Contudo, essa iniciativa levantou questões jurídicas quanto à competência do CFM para impor o uso obrigatório de um sistema de informações em saúde, e suas possíveis repercussões em termos de segurança jurídica e de proteção de dados sensíveis.  

Os conselhos profissionais, como o CFM, têm a função de supervisionar o exercício ético e técnico das profissões regulamentadas. No caso dos médicos, o CFM deve fiscalizar o exercício profissional e zelar pela ética médica, conforme estabelece a Lei 3.268/1957. Contudo, essa mesma legislação não confere ao CFM a prerrogativa de criar sistemas de informação obrigatórios para o exercício da medicina, especialmente em áreas que envolvem o manejo de dados sensíveis, como a saúde dos pacientes.  

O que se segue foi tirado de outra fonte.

//! Benchmarking and reporting module for the PDPTW solver.
//!
//! Provides the feasibility summary printed after a run, and tools for running
//! ALNS with several seeds over a set of instances, collecting statistics and
//! exporting them.

use crate::heuristics::alns::{Alns, AlnsConfig, AlnsResult, IterationRecord};
use crate::instance::PDPTWInstance;

use serde::{Deserialize, Serialize};
use statrs::statistics::Statistics;
use std::collections::BTreeMap;
use std::fs::File;
use std::path::Path;

/// Share of iterations whose candidate was feasible
#[derive(Debug, Clone, Copy, PartialEq, Serialize, Deserialize)]
pub struct FeasibilitySummary {
    pub feasible: usize,
    pub total: usize,
    pub percentage: f64,
}

impl FeasibilitySummary {
    pub fn from_log(log: &[IterationRecord]) -> Self {
        let total = log.len();
        let feasible = log.iter().filter(|r| r.feasible).count();
        let percentage = if total == 0 {
            0.0
        } else {
            feasible as f64 / total as f64 * 100.0
        };
        FeasibilitySummary {
            feasible,
            total,
            percentage,
        }
    }
}

impl std::fmt::Display for FeasibilitySummary {
    fn fmt(&self, f: &mut std::fmt::Formatter<'_>) -> std::fmt::Result {
        write!(
            f,
            "Feasible candidates: {}/{} ({:.2}%)",
            self.feasible, self.total, self.percentage
        )
    }
}

/// Result of one ALNS run on an instance
#[derive(Debug, Clone, Serialize, Deserialize)]
pub struct RunResult {
    /// Instance name
    pub instance: String,
    pub seed: u64,
    /// Number of requests
    pub requests: usize,
    /// Requests no vehicle can serve
    pub unservable: usize,
    pub initial_distance: f64,
    pub best_distance: f64,
    /// Improvement of best over initial, in percent
    pub improvement: f64,
    pub vehicles: usize,
    /// Best solution serves every request
    pub feasible: bool,
    /// Percentage of feasible candidates over the run
    pub feasible_candidates: f64,
    pub iterations: usize,
    /// Computation time in seconds
    pub time: f64,
    /// RFC 3339 time at which the run finished
    pub timestamp: String,
}

impl RunResult {
    pub fn from_alns(instance: &PDPTWInstance, seed: u64, result: &AlnsResult) -> Self {
        let best_distance = result.best.distance();
        let improvement = if result.initial_distance > 0.0 {
            (result.initial_distance - best_distance) / result.initial_distance * 100.0
        } else {
            0.0
        };

        RunResult {
            instance: instance.name.clone(),
            seed,
            requests: instance.num_requests(),
            unservable: instance.unservable_requests().len(),
            initial_distance: result.initial_distance,
            best_distance,
            improvement,
            vehicles: result.best.num_vehicles(),
            feasible: result.best.is_feasible(),
            feasible_candidates: FeasibilitySummary::from_log(&result.log).percentage,
            iterations: result.iterations,
            time: result.elapsed.as_secs_f64(),
            timestamp: chrono::Local::now().to_rfc3339(),
        }
    }
}

/// Aggregated statistics over the runs of one instance
#[derive(Debug, Clone, Serialize, Deserialize)]
pub struct RunStatistics {
    pub instance: String,
    pub runs: usize,
    /// Runs whose best solution serves every request
    pub num_feasible: usize,
    pub avg_distance: f64,
    pub best_distance: f64,
    pub worst_distance: f64,
    /// Sample standard deviation (0 for a single run)
    pub std_distance: f64,
    pub avg_improvement: f64,
    pub avg_time: f64,
    pub total_time: f64,
}

/// Benchmark configuration
#[derive(Debug, Clone)]
pub struct BenchmarkConfig {
    /// Number of seeds per instance
    pub num_runs: usize,
    /// Seed of the first run; run i uses `first_seed + i`
    pub first_seed: u64,
    /// Search parameters shared by every run
    pub alns: AlnsConfig,
}

impl Default for BenchmarkConfig {
    fn default() -> Self {
        BenchmarkConfig {
            num_runs: 5,
            first_seed: 1,
            alns: AlnsConfig::default(),
        }
    }
}

/// Benchmarking engine
pub struct Benchmark {
    config: BenchmarkConfig,
    results: Vec<RunResult>,
}

impl Benchmark {
    pub fn new(config: BenchmarkConfig) -> Self {
        Benchmark {
            config,
            results: Vec::new(),
        }
    }

    /// Run every seed on one instance
    pub fn run_instance(&mut self, instance: &PDPTWInstance) {
        log::info!("Running benchmark on instance: {}", instance.name);

        for run in 0..self.config.num_runs {
            let seed = self.config.first_seed + run as u64;
            let config = self.config.alns.clone().with_seed(seed).fit_removal_range(instance);

            match Alns::new(instance, config) {
                Ok(alns) => {
                    let result = alns.run();
                    self.results.push(RunResult::from_alns(instance, seed, &result));
                }
                Err(e) => {
                    log::error!("{} (seed {}): {}", instance.name, seed, e);
                }
            }
        }
    }

    pub fn run_on_instances(&mut self, instances: &[PDPTWInstance]) {
        for instance in instances {
            self.run_instance(instance);
        }
    }

    /// Compute statistics for each instance
    pub fn compute_statistics(&self) -> Vec<RunStatistics> {
        let mut by_instance: BTreeMap<&str, Vec<&RunResult>> = BTreeMap::new();
        for result in &self.results {
            by_instance.entry(result.instance.as_str()).or_default().push(result);
        }

        by_instance
            .into_iter()
            .map(|(instance, runs)| {
                let distances: Vec<f64> = runs.iter().map(|r| r.best_distance).collect();
                let times: Vec<f64> = runs.iter().map(|r| r.time).collect();
                let improvements: Vec<f64> = runs.iter().map(|r| r.improvement).collect();

                let std_distance = Statistics::std_dev(distances.iter());

                RunStatistics {
                    instance: instance.to_string(),
                    runs: runs.len(),
                    num_feasible: runs.iter().filter(|r| r.feasible).count(),
                    avg_distance: Statistics::mean(distances.iter()),
                    best_distance: distances.iter().cloned().fold(f64::INFINITY, f64::min),
                    worst_distance: distances.iter().cloned().fold(f64::NEG_INFINITY, f64::max),
                    std_distance: if std_distance.is_nan() { 0.0 } else { std_distance },
                    avg_improvement: Statistics::mean(improvements.iter()),
                    avg_time: Statistics::mean(times.iter()),
                    total_time: times.iter().sum(),
                }
            })
            .collect()
    }

    /// Export results to CSV
    pub fn export_to_csv<P: AsRef<Path>>(&self, path: P) -> std::io::Result<()> {
        let file = File::create(path)?;
        let mut writer = csv::Writer::from_writer(file);

        for result in &self.results {
            writer.serialize(result)?;
        }

        writer.flush()?;
        Ok(())
    }

    /// Export statistics to CSV
    pub fn export_statistics_csv<P: AsRef<Path>>(&self, path: P) -> std::io::Result<()> {
        let file = File::create(path)?;
        let mut writer = csv::Writer::from_writer(file);

        for stat in self.compute_statistics() {
            writer.serialize(stat)?;
        }

        writer.flush()?;
        Ok(())
    }

    /// Generate summary report
    pub fn generate_report(&self) -> String {
        let mut report = String::new();

        report.push_str("========================================\n");
        report.push_str("       PDPTW ALNS Benchmark Report\n");
        report.push_str("========================================\n");
        report.push_str(&format!("Generated: {}\n", chrono::Local::now().format("%Y-%m-%d %H:%M:%S")));
        report.push_str(&format!(
            "Runs per instance: {}, iterations per run: {}\n\n",
            self.config.num_runs, self.config.alns.iterations
        ));

        report.push_str("-".repeat(96).as_str());
        report.push('\n');
        report.push_str(&format!(
            "{:<20} {:>10} {:>12} {:>12} {:>12} {:>10} {:>10}\n",
            "Instance", "Feasible", "Avg Dist", "Best Dist", "Std Dev", "Impr %", "Avg Time"
        ));
        report.push_str("-".repeat(96).as_str());
        report.push('\n');

        for stat in self.compute_statistics() {
            report.push_str(&format!(
                "{:<20} {:>10} {:>12.2} {:>12.2} {:>12.2} {:>10.2} {:>10.4}\n",
                stat.instance,
                format!("{}/{}", stat.num_feasible, stat.runs),
                stat.avg_distance,
                stat.best_distance,
                stat.std_distance,
                stat.avg_improvement,
                stat.avg_time
            ));
        }

        report.push_str("-".repeat(96).as_str());
        report.push('\n');
        report
    }

    /// Get all results
    pub fn results(&self) -> &[RunResult] {
        &self.results
    }
}

/// Load every instance file (`.txt` or `.json`) of a directory, sorted by name.
/// Files that fail to load are logged and skipped.
pub fn load_instances_from_dir<P: AsRef<Path>>(dir: P) -> std::io::Result<Vec<PDPTWInstance>> {
    let mut paths: Vec<_> = std::fs::read_dir(dir)?
        .flatten()
        .map(|entry| entry.path())
        .filter(|path| {
            path.extension()
                .map(|e| e.eq_ignore_ascii_case("txt") || e.eq_ignore_ascii_case("json"))
                .unwrap_or(false)
        })
        .collect();
    paths.sort();

    let mut instances = Vec::with_capacity(paths.len());
    for path in paths {
        match PDPTWInstance::from_file(&path) {
            Ok(instance) => instances.push(instance),
            Err(e) => log::error!("skipping {}: {}", path.display(), e),
        }
    }

    Ok(instances)
}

O Supremo Tribunal Federal (STF) já delimitou o alcance da atuação dos conselhos profissionais, afirmando que esses órgãos possuem autonomia administrativa e financeira, mas suas competências devem se restringir à fiscalização do exercício profissional. Iniciativas que extrapolam essa função, como a criação de sistemas obrigatórios de emissão e armazenamento de atestados, podem comprometer a integridade do sistema regulatório, principalmente se não há alinhamento com os órgãos públicos competentes para a regulação de dados e tecnologias em saúde, como o Ministério da Saúde, a Anvisa e a Autoridade Nacional de Proteção de Dados (ANPD).  

A plataforma Atesta CFM propôs um sistema único para emitir, armazenar e validar atestados médicos, com um banco de dados acessível a profissionais, pacientes e empregadores, incluindo a oferta de um serviço pago para validação avançada desses documentos.